County filed a motion to dismiss in which it argued that section 473.739.1 set Public Administrator’s salary at only $4,000. County argued that if section 50.333 required all county officials’ salaries to be set at the same percentage of their maximum allowable compensation, then Public Administrator was entitled to no more than 85 percent of $4,000.

County further stated that Public Administrator had not offered proof that he had completed the required classes under section 473.739.2. County also asserted that Public Administrator had not requested the $10,000 maximum additional compensation authorized by section 473.739.1 from the 1995 Salary Commission and, therefore, was not entitled to it. Additionally, County argued that Public Administrator had handled only three new cases and four existing cases since assuming office in January 1997, and an $11,900 salary was excessive for such a small caseload.

Public Administrator responded by arguing that he had “demanded his lawful salary on several occasions, including [at] *41the October 1997 Salary Commission meeting,” and that his caseload was irrelevant to his claim for additional compensation. The court denied County’s motion to dismiss and a hearing on Public Administrator’s case was held on March 22, 1999.

At trial, Public Administrator argued that the section 50.338 requirement that all county officials receive an equal percentage of their maximum allowable salary could be read in harmony with section 473.739.1 regarding public administrators’ salaries. He suggested that the same percentage of the maximum allowable compensation requirement from section 50.333 should control any contrary provision in section 473.739 because section 50.333 was passed after section 473.739. He also asserted that any attempt to pay him less than 85 percent of his maximum allowable salary would be an unlawful attempt to treat him differently from other county officials.

County responded that the 1995 Salary Commission had correctly used section 473.739, rather than section 50.333, to set Public Administrator’s salary.
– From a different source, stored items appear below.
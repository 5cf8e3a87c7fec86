//! Note command implementation.

use super::extract_page;
use crate::cli::PageArgs;
use crate::config::{Config, OutputFormat};
use crate::controller::Controller;
use crate::error::Result;
use crate::output::Formatter;
use serde_json::json;

/// Execute the note command.
pub async fn execute_note(args: PageArgs, config: &Config, formatter: &Formatter) -> Result<()> {
    let record = extract_page(&args.source(), config).await?;
    let controller = Controller::from_config(config)?;
    let note = controller.require_note(&record).await?;

    match formatter.format() {
        OutputFormat::Json => {
            let output = json!({ "profileUrl": record.profile_url, "note": note });
            println!("{}", serde_json::to_string_pretty(&output)?);
        }
        OutputFormat::Table | OutputFormat::Quiet => println!("{}", note),
    }
    Ok(())
}
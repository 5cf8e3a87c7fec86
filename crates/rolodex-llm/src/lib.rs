//! Rolodex LLM Provider Layer
//!
//! Generates the networking note attached to a saved profile.
//!
//! # Providers
//!
//! - `MockProvider`: Deterministic mock for testing
//! - `GeminiProvider`: Google Generative Language API
//!
//! # Examples
//!
//! ```
//! use rolodex_domain::{LlmProvider, ProfileRecord};
//! use rolodex_llm::{generate_note, MockProvider};
//!
//! # async fn example() -> Result<(), rolodex_llm::LlmError> {
//! let provider = MockProvider::new("  They could help with hiring.  ");
//! let record = ProfileRecord::for_url("https://site/in/jane");
//!
//! let note = generate_note(&provider, &record, None).await?;
//! assert_eq!(note, "They could help with hiring.");
//! # Ok(())
//! # }
//! ```

#![warn(missing_docs)]

pub mod gemini;
pub mod prompt;

use rolodex_domain::traits::LlmProvider as LlmProviderTrait;
use rolodex_domain::ProfileRecord;
use std::collections::HashMap;
use std::sync::{Arc, Mutex, MutexGuard, PoisonError};
use thiserror::Error;
use tracing::debug;

pub use gemini::GeminiProvider;
pub use prompt::NotePrompt;

/// Errors that can occur during LLM operations
#[derive(Error, Debug)]
pub enum LlmError {
    /// No API key was supplied
    #[error("Gemini API key not configured")]
    MissingApiKey,

    /// Network or transport failure
    #[error("Communication error: {0}")]
    Communication(String),

    /// The API answered with an error; carries its message
    #[error("{0}")]
    Api(String),

    /// The API answered but the body could not be read
    #[error("Invalid response: {0}")]
    InvalidResponse(String),

    /// The API answered without any text
    #[error("No summary generated")]
    EmptyResponse,

    /// Generic error
    #[error("LLM error: {0}")]
    Other(String),
}

/// Ask `provider` for a short note on why `record` is worth knowing.
///
/// `background` describes the user; the prompt says "Not provided" when it
/// is absent. The answer is trimmed.
pub async fn generate_note<P>(
    provider: &P,
    record: &ProfileRecord,
    background: Option<&str>,
) -> Result<String, P::Error>
where
    P: LlmProviderTrait,
{
    let prompt = NotePrompt::new(record).with_background(background).build();
    debug!(prompt_chars = prompt.len(), "Requesting networking note");
    let note = provider.generate(&prompt).await?;
    Ok(note.trim().to_string())
}

/// Mock LLM provider for deterministic testing
///
/// Returns pre-configured responses without making any network calls, and
/// records every prompt it receives.
///
/// # Examples
///
/// ```
/// use rolodex_domain::LlmProvider;
/// use rolodex_llm::MockProvider;
///
/// # async fn example() {
/// let mut provider = MockProvider::default();
/// provider.add_response("prompt1", "response1");
/// assert_eq!(provider.generate("prompt1").await.unwrap(), "response1");
/// assert_eq!(provider.generate("other").await.unwrap(), "Default mock response");
/// assert_eq!(provider.call_count(), 2);
/// # }
/// ```
#[derive(Debug, Clone)]
pub struct MockProvider {
    default_response: String,
    responses: Arc<Mutex<HashMap<String, String>>>,
    prompts: Arc<Mutex<Vec<String>>>,
    fail_all: bool,
}

impl MockProvider {
    /// Create a new MockProvider with a fixed response for all prompts
    pub fn new(response: impl Into<String>) -> Self {
        Self {
            default_response: response.into(),
            responses: Arc::new(Mutex::new(HashMap::new())),
            prompts: Arc::new(Mutex::new(Vec::new())),
            fail_all: false,
        }
    }

    /// A provider whose every call fails
    pub fn failing() -> Self {
        Self {
            fail_all: true,
            ..Self::default()
        }
    }

    /// Add a specific response for a given prompt
    pub fn add_response(&mut self, prompt: impl Into<String>, response: impl Into<String>) {
        lock(&self.responses).insert(prompt.into(), response.into());
    }

    /// Get the number of times generate was called
    pub fn call_count(&self) -> usize {
        lock(&self.prompts).len()
    }

    /// Every prompt received so far, oldest first
    pub fn prompts(&self) -> Vec<String> {
        lock(&self.prompts).clone()
    }
}

impl Default for MockProvider {
    fn default() -> Self {
        Self::new("Default mock response")
    }
}

impl LlmProviderTrait for MockProvider {
    type Error = LlmError;

    async fn generate(&self, prompt: &str) -> Result<String, Self::Error> {
        lock(&self.prompts).push(prompt.to_string());

        if self.fail_all {
            return Err(LlmError::Other("Mock error".to_string()));
        }
        let response = lock(&self.responses)
            .get(prompt)
            .cloned()
            .unwrap_or_else(|| self.default_response.clone());
        Ok(response)
    }
}

fn lock<T>(mutex: &Mutex<T>) -> MutexGuard<'_, T> {
    mutex.lock().unwrap_or_else(PoisonError::into_inner)
}
//! Error types for the Extractor

use thiserror::Error;

/// Errors that can occur during extraction
///
/// None of these reach the caller of an extraction request: the extractors
/// log them and fall back to partial or empty results.
#[derive(Error, Debug)]
pub enum ExtractorError {
    /// A configured CSS selector does not parse
    #[error("Invalid selector '{0}': {1}")]
    Selector(String, String),

    /// A configured text pattern does not compile
    #[error("Invalid pattern: {0}")]
    Pattern(#[from] regex::Error),

    /// Configuration error
    #[error("Configuration error: {0}")]
    Config(String),

    /// Relay message could not be understood
    #[error("Invalid request: {0}")]
    InvalidRequest(String),

    /// JSON parsing error
    #[error("JSON parse error: {0}")]
    Json(#[from] serde_json::Error),
}
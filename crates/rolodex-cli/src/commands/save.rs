//! Save command implementation.

use super::extract_page;
use crate::cli::SaveArgs;
use crate::config::Config;
use crate::controller::{Controller, SaveOutcome};
use crate::error::Result;
use crate::output::Formatter;
use tracing::warn;

/// Execute the save command.
pub async fn execute_save(args: SaveArgs, config: &Config, formatter: &Formatter) -> Result<()> {
    config.require_ready_to_save()?;

    let mut record = extract_page(&args.page.source(), config).await?;
    let controller = Controller::from_config(config)?;

    record.notes = match args.notes {
        Some(notes) => notes,
        None if args.no_ai => String::new(),
        None => match controller.suggest_note(&record).await {
            Ok(note) => note.unwrap_or_default(),
            Err(e) => {
                warn!(error = %e, "Note suggestion failed");
                eprintln!(
                    "{}",
                    formatter.warning(&format!("Saving without a note: {}", e))
                );
                String::new()
            }
        },
    };

    let name = record.name.clone();
    match controller.save(record, args.update).await? {
        SaveOutcome::Appended => {
            println!("{}", formatter.success(&format!("Saved {} to the sheet", name)));
        }
        SaveOutcome::Updated { row_number } => {
            println!(
                "{}",
                formatter.success(&format!("Updated {} (row {})", name, row_number))
            );
        }
    }
    Ok(())
}
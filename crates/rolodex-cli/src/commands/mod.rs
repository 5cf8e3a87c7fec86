//! Command implementations.

pub mod auth;
pub mod extract;
pub mod note;
pub mod review;
pub mod save;
pub mod serve;
pub mod settings;

pub use self::auth::execute_auth;
pub use self::extract::execute_extract;
pub use self::note::execute_note;
pub use self::review::execute_review;
pub use self::save::execute_save;
pub use self::serve::execute_serve;
pub use self::settings::execute_settings;

use crate::config::Config;
use crate::error::Result;
use crate::page::{load_page, PageSource};
use rolodex_domain::ProfileRecord;
use rolodex_extractor::Extractor;

/// Load a saved page and extract its record.
pub(crate) async fn extract_page(source: &PageSource, config: &Config) -> Result<ProfileRecord> {
    let page = load_page(source, &config.extractor.patterns)?;
    let extractor = Extractor::new(config.extractor.clone())?;
    Ok(extractor.extract_profile(&page).await)
}
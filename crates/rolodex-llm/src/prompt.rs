//! Prompt for the networking note

use rolodex_domain::ProfileRecord;

const INSTRUCTIONS: &str = "Given the profile below and MY background, write 2 sentences max on how \
this person could be helpful to have in my network. Write in third person (e.g. \"They could \
help with...\"). Be specific and brief.";

/// Builds the prompt asking how a profile could help the user's network
pub struct NotePrompt<'a> {
    record: &'a ProfileRecord,
    background: Option<&'a str>,
}

impl<'a> NotePrompt<'a> {
    /// Create a new prompt builder for `record`
    pub fn new(record: &'a ProfileRecord) -> Self {
        Self {
            record,
            background: None,
        }
    }

    /// Describe the user asking; blank text counts as absent
    pub fn with_background(mut self, background: Option<&'a str>) -> Self {
        self.background = background.filter(|b| !b.trim().is_empty());
        self
    }

    /// Build the complete prompt
    pub fn build(&self) -> String {
        let r = self.record;
        let mut prompt = String::new();

        prompt.push_str(INSTRUCTIONS);
        prompt.push_str("\n\n");
        prompt.push_str(&format!(
            "MY BACKGROUND: {}\n\n",
            self.background.unwrap_or("Not provided")
        ));

        prompt.push_str("THEIR PROFILE:\n");
        prompt.push_str(&format!("Name: {}\n", or_na(&r.name)));
        prompt.push_str(&format!("Headline: {}\n", or_na(&r.headline)));
        prompt.push_str(&format!("Company: {}\n", or_na(&r.current_company)));
        prompt.push_str(&format!("Title: {}\n", or_na(&r.current_title)));
        prompt.push_str(&format!("Location: {}\n", or_na(&r.location)));
        prompt.push_str(&format!("About: {}", or_na(&r.about)));

        prompt
    }
}

fn or_na(value: &str) -> &str {
    if value.is_empty() {
        "N/A"
    } else {
        value
    }
}
//! Review command: an interactive session over one extracted profile.

use super::extract_page;
use crate::cli::PageArgs;
use crate::config::Config;
use crate::controller::{Controller, SaveOutcome};
use crate::error::{CliError, Result};
use crate::output::Formatter;
use rolodex_domain::ProfileRecord;
use rustyline::error::ReadlineError;
use rustyline::DefaultEditor;
use std::path::PathBuf;

/// Session input.
#[derive(Debug, PartialEq, Eq)]
enum ReviewCommand {
    Show,
    Notes(String),
    Suggest,
    Save { update: bool },
    Help,
    Quit,
}

/// Execute the review command.
pub async fn execute_review(args: PageArgs, config: &Config, formatter: &Formatter) -> Result<()> {
    let mut record = extract_page(&args.source(), config).await?;
    let controller = Controller::from_config(config)?;

    println!("{}", formatter.format_record(&record)?);
    if let Some(found) = controller.check_duplicate(&record.profile_url).await {
        println!("{}", formatter.duplicate(&found));
        println!("{}", formatter.info("Use 'update' to overwrite that row"));
    }
    if controller.can_suggest_notes() {
        suggest_into(&controller, &mut record, formatter).await;
    }
    println!("{}", formatter.info("Type 'help' for commands, 'quit' to leave"));

    let editor_config = rustyline::Config::builder()
        .max_history_size(config.settings.history_size)
        .map_err(editor_error)?
        .build();
    let mut editor = DefaultEditor::with_config(editor_config).map_err(editor_error)?;
    let history_path = history_path()?;
    let _ = editor.load_history(&history_path);

    loop {
        let line = match editor.readline("review> ") {
            Ok(line) => line,
            Err(ReadlineError::Interrupted) => {
                println!("{}", formatter.info("Use 'quit' to leave"));
                continue;
            }
            Err(ReadlineError::Eof) => break,
            Err(err) => {
                eprintln!("{}", formatter.error(&format!("Error: {}", err)));
                break;
            }
        };
        let line = line.trim();
        if line.is_empty() {
            continue;
        }
        editor.add_history_entry(line).ok();

        let command = match parse_review_command(line) {
            Ok(command) => command,
            Err(e) => {
                eprintln!("{}", formatter.error(&e.to_string()));
                continue;
            }
        };

        match command {
            ReviewCommand::Show => println!("{}", formatter.format_record(&record)?),
            ReviewCommand::Notes(notes) => {
                record.notes = notes;
                println!("{}", formatter.success("Notes updated"));
            }
            ReviewCommand::Suggest => {
                if controller.can_suggest_notes() {
                    suggest_into(&controller, &mut record, formatter).await;
                } else {
                    eprintln!("{}", formatter.error("Gemini API key not configured"));
                }
            }
            ReviewCommand::Save { update } => {
                let saved = match config.require_ready_to_save() {
                    Ok(()) => controller.save(record.clone(), update).await,
                    Err(e) => Err(e),
                };
                match saved {
                    Ok(SaveOutcome::Appended) => {
                        println!("{}", formatter.success("Saved to the sheet"));
                        break;
                    }
                    Ok(SaveOutcome::Updated { row_number }) => {
                        println!(
                            "{}",
                            formatter.success(&format!("Updated row {}", row_number))
                        );
                        break;
                    }
                    Err(e) => eprintln!("{}", formatter.error(&e.to_string())),
                }
            }
            ReviewCommand::Help => print_help(),
            ReviewCommand::Quit => break,
        }
    }

    editor.save_history(&history_path).ok();
    Ok(())
}

/// Replace the record's notes with a fresh suggestion; failures are reported, not fatal.
async fn suggest_into<S, L>(
    controller: &Controller<S, L>,
    record: &mut ProfileRecord,
    formatter: &Formatter,
) where
    S: rolodex_domain::ProfileStore<Error = rolodex_sheets::SheetsError>,
    L: rolodex_domain::LlmProvider<Error = rolodex_llm::LlmError>,
{
    println!("{}", formatter.info("Generating note..."));
    match controller.suggest_note(record).await {
        Ok(Some(note)) => {
            println!("Suggested note: {}", note);
            record.notes = note;
        }
        Ok(None) => {}
        Err(e) => eprintln!("{}", formatter.error(&format!("Error: {}", e))),
    }
}

fn parse_review_command(line: &str) -> Result<ReviewCommand> {
    let (word, rest) = match line.split_once(char::is_whitespace) {
        Some((word, rest)) => (word, rest.trim()),
        None => (line, ""),
    };

    match word {
        "show" | "s" => Ok(ReviewCommand::Show),
        "notes" => Ok(ReviewCommand::Notes(rest.to_string())),
        "note" | "suggest" => Ok(ReviewCommand::Suggest),
        "save" => Ok(ReviewCommand::Save { update: false }),
        "update" => Ok(ReviewCommand::Save { update: true }),
        "help" | "?" => Ok(ReviewCommand::Help),
        "quit" | "exit" | "q" => Ok(ReviewCommand::Quit),
        _ => Err(CliError::InvalidInput(format!(
            "Unknown command: {}. Type 'help' for available commands.",
            word
        ))),
    }
}

fn print_help() {
    println!("Commands:");
    println!("  show            Show the record");
    println!("  notes <text>    Set the notes (empty clears them)");
    println!("  note            Suggest notes with Gemini");
    println!("  save            Save as a new row");
    println!("  update          Save, overwriting the existing row");
    println!("  quit            Leave without saving");
}

fn history_path() -> Result<PathBuf> {
    let home = dirs::home_dir()
        .ok_or_else(|| CliError::Config("Could not find home directory".into()))?;
    Ok(home.join(".rolodex").join("review_history"))
}

fn editor_error(e: ReadlineError) -> CliError {
    CliError::Io(std::io::Error::new(
        std::io::ErrorKind::Other,
        format!("Failed to initialize editor: {}", e),
    ))
}
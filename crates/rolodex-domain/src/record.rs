//! The profile record produced by a single extraction.

use serde::{Deserialize, Serialize};

/// Separator the profile page uses to glue pills together
/// ("Berlin, Germany · 500+ connections").
pub const MIDDOT: char = '\u{00B7}';

/// Structured fields scraped from one profile page.
///
/// Every field is plain text and defaults to the empty string, so consumers
/// never have to deal with missing values. Keys missing from incoming JSON
/// deserialize to empty strings as well.
#[derive(Debug, Clone, Default, PartialEq, Eq, Serialize, Deserialize)]
#[serde(rename_all = "camelCase", default)]
pub struct ProfileRecord {
    /// Display name
    pub name: String,

    /// Short self-description line
    pub headline: String,

    /// Free-text location
    pub location: String,

    /// Last comma-separated segment of `location`
    pub country: String,

    /// Page URL without its query string
    pub profile_url: String,

    /// Company of the most recent dated role
    pub current_company: String,

    /// Title of the most recent dated role
    pub current_title: String,

    /// About section, boilerplate stripped and truncated
    pub about: String,

    /// Newline-joined `label: value` pairs from the contact overlay
    pub contact_info: String,

    /// Annotation added after extraction (typed or generated)
    pub notes: String,
}

impl ProfileRecord {
    /// Empty record for the page at `url`, with `profile_url` canonicalized.
    pub fn for_url(url: &str) -> Self {
        Self {
            profile_url: canonical_profile_url(url),
            ..Self::default()
        }
    }

    /// Set the location and derive the country from it.
    pub fn set_location(&mut self, location: impl Into<String>) {
        self.location = location.into();
        self.country = country_of(&self.location);
    }

    /// True when nothing beyond the URL was extracted.
    pub fn is_blank(&self) -> bool {
        self.name.is_empty()
            && self.headline.is_empty()
            && self.location.is_empty()
            && self.current_company.is_empty()
            && self.current_title.is_empty()
            && self.about.is_empty()
            && self.contact_info.is_empty()
    }
}

/// Strip the query string so the same profile always maps to the same URL.
///
/// ```
/// use rolodex_domain::canonical_profile_url;
///
/// assert_eq!(canonical_profile_url("https://site/in/x?foo=1"), "https://site/in/x");
/// assert_eq!(canonical_profile_url("https://site/in/x"), "https://site/in/x");
/// ```
pub fn canonical_profile_url(url: &str) -> String {
    match url.split_once('?') {
        Some((base, _)) => base.to_string(),
        None => url.to_string(),
    }
}

/// Country part of a location: the trimmed text after the last comma.
///
/// Returns an empty string when the location has no comma.
pub fn country_of(location: &str) -> String {
    match location.rsplit_once(',') {
        Some((_, country)) => country.trim().to_string(),
        None => String::new(),
    }
}
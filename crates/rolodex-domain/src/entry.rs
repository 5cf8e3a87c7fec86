//! Saved entries and their tabular layout.

use crate::record::ProfileRecord;
use serde::{Deserialize, Serialize};

/// Number of columns a saved profile occupies (A through K).
pub const COLUMN_COUNT: usize = 11;

/// Header labels in column order.
pub const COLUMN_HEADERS: [&str; COLUMN_COUNT] = [
    "Timestamp",
    "Name",
    "Headline",
    "Company",
    "Title",
    "Location",
    "Country",
    "About",
    "Profile URL",
    "Notes",
    "Contact Info",
];

/// A profile record stamped with the time it was saved.
#[derive(Debug, Clone, PartialEq, Eq, Serialize, Deserialize)]
#[serde(rename_all = "camelCase")]
pub struct ProfileEntry {
    /// The extracted (and annotated) record
    #[serde(flatten)]
    pub record: ProfileRecord,

    /// ISO-8601 save time
    #[serde(default)]
    pub timestamp: String,
}

impl ProfileEntry {
    /// Stamp a record with a save time.
    pub fn new(record: ProfileRecord, timestamp: impl Into<String>) -> Self {
        Self {
            record,
            timestamp: timestamp.into(),
        }
    }

    /// Cells in sheet column order.
    pub fn to_row(&self) -> [String; COLUMN_COUNT] {
        let r = &self.record;
        [
            self.timestamp.clone(),
            r.name.clone(),
            r.headline.clone(),
            r.current_company.clone(),
            r.current_title.clone(),
            r.location.clone(),
            r.country.clone(),
            r.about.clone(),
            r.profile_url.clone(),
            r.notes.clone(),
            r.contact_info.clone(),
        ]
    }
}

/// An already-saved row for the same profile URL.
#[derive(Debug, Clone, PartialEq, Eq, Serialize, Deserialize)]
#[serde(rename_all = "camelCase")]
pub struct DuplicateMatch {
    /// 1-based sheet row number
    pub row_number: usize,

    /// Date part of the stored timestamp, or "Unknown"
    pub saved_date: String,
}
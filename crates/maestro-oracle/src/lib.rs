//! Routing and result-extraction oracles.
//!
//! The engine never reasons about *which* agent fits a task or *what* a
//! free-form agent response means — it delegates both questions to oracle
//! traits and only assumes the shape of the answers (one name, many names,
//! or a JSON value). The production implementation ([`LlmOracle`]) asks a
//! chat-completions model; tests substitute deterministic stubs.

pub mod config;
pub mod llm;

pub use config::OracleConfig;
pub use llm::LlmOracle;

use async_trait::async_trait;
use maestro_core::MaestroResult;

/// Maps a task description to capable agent names, given the registry
/// roster rendered as text.
#[async_trait]
pub trait RoutingOracle: Send + Sync {
    /// The single best-matching agent name, or `None` when no registered
    /// agent can handle the task.
    async fn select_one(
        &self,
        task_description: &str,
        roster: &str,
    ) -> MaestroResult<Option<String>>;

    /// All agent names capable of handling the task; empty when none fit.
    async fn select_all(&self, task_description: &str, roster: &str)
        -> MaestroResult<Vec<String>>;
}

/// Maps free-form text to a best-effort structured JSON value.
///
/// `format_hint` describes the requested output shape in prose; the
/// implementation returns an empty JSON object when nothing in the input
/// matches.
#[async_trait]
pub trait ResultExtractor: Send + Sync {
    async fn extract(&self, input: &str, format_hint: &str) -> MaestroResult<serde_json::Value>;
}
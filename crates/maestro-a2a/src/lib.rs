//! A2A wire protocol support — agent cards, tasks and the JSON-RPC client
//! used to submit work to remote agents and poll for their results.

pub mod card;
pub mod client;
pub mod protocol;

pub use card::fetch_agent_card;
pub use client::A2aClient;
pub use protocol::{
    AgentCapabilities, AgentCard, AgentSkill, Artifact, FileContent, Part, Task, TaskState,
    TaskStatus,
};
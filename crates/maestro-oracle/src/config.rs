use serde::{Deserialize, Serialize};

/// Configuration for the LLM-backed oracle.
#[derive(Debug, Clone, Serialize, Deserialize)]
pub struct OracleConfig {
    pub model_id: String,
    pub api_key: String,
    /// Base URL of an OpenAI-compatible chat completions API.
    pub api_base_url: String,
    #[serde(default = "default_temperature")]
    pub temperature: f32,
    #[serde(default = "default_top_p")]
    pub top_p: f32,
    #[serde(default = "default_max_tokens")]
    pub max_tokens: u32,
}

fn default_temperature() -> f32 {
    0.0
}

fn default_top_p() -> f32 {
    1.0
}

fn default_max_tokens() -> u32 {
    4096
}

impl OracleConfig {
    /// Full URL of the chat completions endpoint.
    pub fn completions_url(&self) -> String {
        format!(
            "{}/v1/chat/completions",
            self.api_base_url.trim_end_matches('/')
        )
    }
}
//! JSON-RPC client for one remote agent — task submission and status
//! polling against the endpoint advertised in its card.

use crate::protocol::{
    AgentCard, JsonRpcRequest, JsonRpcResponse, Message, Task,
};
use maestro_core::{MaestroError, MaestroResult};
use std::time::Duration;
use tracing::debug;
use uuid::Uuid;

/// Client bound to a single agent's JSON-RPC endpoint.
///
/// Holds a clone of the process-wide [`reqwest::Client`] (cheap, the
/// connection pool is shared) and the endpoint URL from the agent card.
#[derive(Debug, Clone)]
pub struct A2aClient {
    http: reqwest::Client,
    endpoint: String,
}

impl A2aClient {
    /// Build a client for the agent described by `card`.
    pub fn new(http: reqwest::Client, card: &AgentCard) -> Self {
        Self {
            http,
            endpoint: card.url.clone(),
        }
    }

    /// Submit a task by sending a user message with the given text payload.
    ///
    /// Returns the JSON-RPC request id together with the task the agent
    /// created for it. A JSON-RPC error response is a protocol failure and
    /// surfaces as [`MaestroError::Http`].
    pub async fn send_message(
        &self,
        input: &str,
        timeout: Duration,
    ) -> MaestroResult<(String, Task)> {
        let request_id = Uuid::new_v4().simple().to_string();
        let message = Message::user_text(input, Uuid::new_v4().simple().to_string());
        let request = JsonRpcRequest::new(
            request_id.clone(),
            "message/send",
            serde_json::json!({ "message": message }),
        );

        let task = self.call(&request, timeout).await?;
        Ok((request_id, task))
    }

    /// Query the current state of a previously submitted task.
    ///
    /// `timeout` bounds this single status call; the caller threads the
    /// remaining overall deadline through it on every poll iteration.
    pub async fn get_task(
        &self,
        request_id: &str,
        task_id: &str,
        timeout: Duration,
    ) -> MaestroResult<Task> {
        let request = JsonRpcRequest::new(
            request_id,
            "tasks/get",
            serde_json::json!({ "id": task_id }),
        );
        self.call(&request, timeout).await
    }

    async fn call(&self, request: &JsonRpcRequest, timeout: Duration) -> MaestroResult<Task> {
        debug!(endpoint = %self.endpoint, method = request.method, "A2A request");

        let response = self
            .http
            .post(&self.endpoint)
            .timeout(timeout)
            .json(request)
            .send()
            .await
            .map_err(|e| {
                if e.is_timeout() {
                    MaestroError::Timeout(format!(
                        "A2A request '{}' to {} timed out",
                        request.method, self.endpoint
                    ))
                } else {
                    MaestroError::Http(format!(
                        "A2A request '{}' to {} failed: {e}",
                        request.method, self.endpoint
                    ))
                }
            })?;

        let status = response.status();
        let body: JsonRpcResponse = response.json().await.map_err(|e| {
            MaestroError::Http(format!(
                "Malformed A2A response from {}: {e}",
                self.endpoint
            ))
        })?;

        if let Some(error) = body.error {
            return Err(MaestroError::Http(format!(
                "A2A error {} from {}: {}",
                error.code, self.endpoint, error.message
            )));
        }
        if !status.is_success() {
            return Err(MaestroError::Http(format!(
                "A2A endpoint {} returned status {status}",
                self.endpoint
            )));
        }

        let result = body.result.ok_or_else(|| {
            MaestroError::Http(format!("Empty A2A result from {}", self.endpoint))
        })?;
        let task: Task = serde_json::from_value(result).map_err(|e| {
            MaestroError::Http(format!("Unparsable task from {}: {e}", self.endpoint))
        })?;

        Ok(task)
    }
}
//! The exclusivity gate serializing registry refresh against registry
//! reads.

use maestro_core::{MaestroError, MaestroResult};
use std::time::Duration;
use tokio::sync::{Mutex, MutexGuard};

/// A single mutual-exclusion lock around a shared value.
///
/// Discovery acquires unconditionally via [`Gate::lock`] for the duration
/// of one refresh. Foreground request handlers acquire via
/// [`Gate::lock_bounded`]: if the gate cannot be taken within the
/// configured wait, the request fails with [`MaestroError::Busy`] instead
/// of blocking indefinitely — a stalled discovery probe must not silently
/// stall user-facing traffic forever. The guard releases the gate on every
/// exit path, error paths included.
#[derive(Debug)]
pub struct Gate<T> {
    inner: Mutex<T>,
    bounded_wait: Duration,
}

impl<T> Gate<T> {
    pub fn new(value: T, bounded_wait: Duration) -> Self {
        Self {
            inner: Mutex::new(value),
            bounded_wait,
        }
    }

    /// Blocking acquisition — waits as long as it takes.
    pub async fn lock(&self) -> MutexGuard<'_, T> {
        self.inner.lock().await
    }

    /// Bounded acquisition — [`MaestroError::Busy`] after the configured
    /// wait.
    pub async fn lock_bounded(&self) -> MaestroResult<MutexGuard<'_, T>> {
        tokio::time::timeout(self.bounded_wait, self.inner.lock())
            .await
            .map_err(|_| {
                MaestroError::Busy(
                    "Could not acquire lock to process request, please try again later".to_string(),
                )
            })
    }
}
County maintained that section 50.333 requires the maximum allowable salary to be established pursuant to the statutory “salary schedule” for each office and that section 473.739 does not contain such a “salary schedule” for public administrators, rather it guarantees a $4,000 salary and allows a public administrator to request additional compensation to a maximum of $10,000. County argued that any remedy for Public Administrator was through legislative action and not through the judiciary.

The trial court issued its original judgment on June 2, 1999, finding the 1995 Salary Commission intended to “set [Public Administrator’s] salary at $6,000 and to set compensation at 85 [percent] thereof.” The court found that section 473.739 “does not provide a schedule as to salary beyond $4,000 and authorizes, but does not mandate, additional salary not to exceed $10,000.00.” Because the court found such an increase to be strictly permissive, it held the Salary Commission could set Public Administrator’s salary “within the range of $4,000 to $14,000,” and thus found $5,100 was an acceptable annual salary for Public Administrator.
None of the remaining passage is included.